_Work instructions_: A complete answer lists every line of the entries below where the string "token" appears.

(Records drawn from a dataset)

========================================

fn reset_form(token: &str) -> Markup {
    html! {
        form class="space-y-6" action="/account/reset-password" method="POST" {
            (InputField::new("token").input_type("hidden").value(token))
            (InputField::new("password")
                .label("New Password")
                .input_type("password")
                .placeholder("Enter new password")
                .required(true)
                .min_length(6)
                .autocomplete("new-password"))
            (InputField::new("confirmPassword")
                .label("Confirm Password")
                .input_type("password")
                .placeholder("Confirm new password")
                .required(true)
                .min_length(6)
                .autocomplete("new-password"))
            div class="bg-blue-50 border border-blue-200 rounded-lg p-4" {
                h4 class="text-sm font-medium text-blue-800" { "Password Requirements:" }
                ul class="text-sm text-blue-700 mt-1 list-disc list-inside" {
                    li { "At least 6 characters long" }
                    li { "Make sure both passwords match" }
                }
            }
            (SubmitButton::new("Reset Password"))
        }
    }
}
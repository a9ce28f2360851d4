//! Email Value Object
//!
//! Syntax checks only. Ownership is proven by the verification link.

use serde::{Deserialize, Serialize};
use std::str::FromStr;
use thiserror::Error;

/// Maximum email length (per RFC 5321)
const EMAIL_MAX_LENGTH: usize = 254;

#[derive(Debug, Clone, PartialEq, Eq, Error)]
pub enum EmailError {
    #[error("Email cannot be empty")]
    Empty,

    #[error("Email must be at most {max} characters")]
    TooLong { max: usize },

    #[error("Invalid email format")]
    InvalidFormat,
}

/// Lowercased email address
#[derive(Debug, Clone, PartialEq, Eq, Hash, Serialize, Deserialize)]
pub struct Email(String);

impl Email {
    pub fn new(email: impl AsRef<str>) -> Result<Self, EmailError> {
        let email = email.as_ref().trim().to_lowercase();

        if email.is_empty() {
            return Err(EmailError::Empty);
        }

        if email.len() > EMAIL_MAX_LENGTH {
            return Err(EmailError::TooLong {
                max: EMAIL_MAX_LENGTH,
            });
        }

        if !Self::is_valid_format(&email) {
            return Err(EmailError::InvalidFormat);
        }

        Ok(Self(email))
    }

    fn is_valid_format(email: &str) -> bool {
        let Some((local, domain)) = email.split_once('@') else {
            return false;
        };

        if local.is_empty() || local.len() > 64 || domain.contains('@') {
            return false;
        }

        if domain.is_empty() || !domain.contains('.') {
            return false;
        }

        if !domain
            .chars()
            .all(|c| c.is_ascii_alphanumeric() || c == '.' || c == '-')
        {
            return false;
        }

        !(domain.starts_with(['.', '-']) || domain.ends_with(['.', '-']) || domain.contains(".."))
    }

    /// Create from database value (assumed already validated)
    pub fn from_db(email: impl Into<String>) -> Self {
        Self(email.into())
    }

    pub fn as_str(&self) -> &str {
        &self.0
    }

    pub fn into_inner(self) -> String {
        self.0
    }
}

impl FromStr for Email {
    type Err = EmailError;

    fn from_str(s: &str) -> Result<Self, Self::Err> {
        Email::new(s)
    }
}

impl std::fmt::Display for Email {
    fn fmt(&self, f: &mut std::fmt::Formatter<'_>) -> std::fmt::Result {
        f.write_str(&self.0)
    }
}

impl AsRef<str> for Email {
    fn as_ref(&self) -> &str {
        &self.0
    }
}

#[cfg(test)]
mod tests {
    use super::*;

    #[test]
    fn test_email_valid() {
        assert!(Email::new("user@example.com").is_ok());
        assert!(Email::new("user.name@example.co.jp").is_ok());
        assert!(Email::new("user+tag@example.com").is_ok());
    }

    #[test]
    fn test_email_invalid() {
        assert_eq!(Email::new(""), Err(EmailError::Empty));
        assert_eq!(Email::new("userexample.com"), Err(EmailError::InvalidFormat));
        assert!(Email::new("user@").is_err());
        assert!(Email::new("@example.com").is_err());
        assert!(Email::new("user@@example.com").is_err());
        assert!(Email::new("user@example").is_err());
        assert!(Email::new("user@example..com").is_err());
    }

    #[test]
    fn test_email_too_long() {
        let email = format!("{}@{}.com", "a".repeat(60), "b".repeat(200));
        assert!(matches!(Email::new(email), Err(EmailError::TooLong { .. })));
    }

    #[test]
    fn test_email_case_normalization() {
        let email = Email::new("  User@Example.COM ").unwrap();
        assert_eq!(email.as_str(), "user@example.com");
    }
}
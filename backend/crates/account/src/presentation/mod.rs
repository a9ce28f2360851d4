//! Presentation Layer
//!
//! HTTP handlers, middleware and routing.

pub mod dto;
pub mod handlers;
pub mod middleware;
pub mod router;
pub mod views;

========================================

_Output of the task_:
fn reset_form(token: &str) -> Markup {
            (InputField::new("token").input_type("hidden").value(token))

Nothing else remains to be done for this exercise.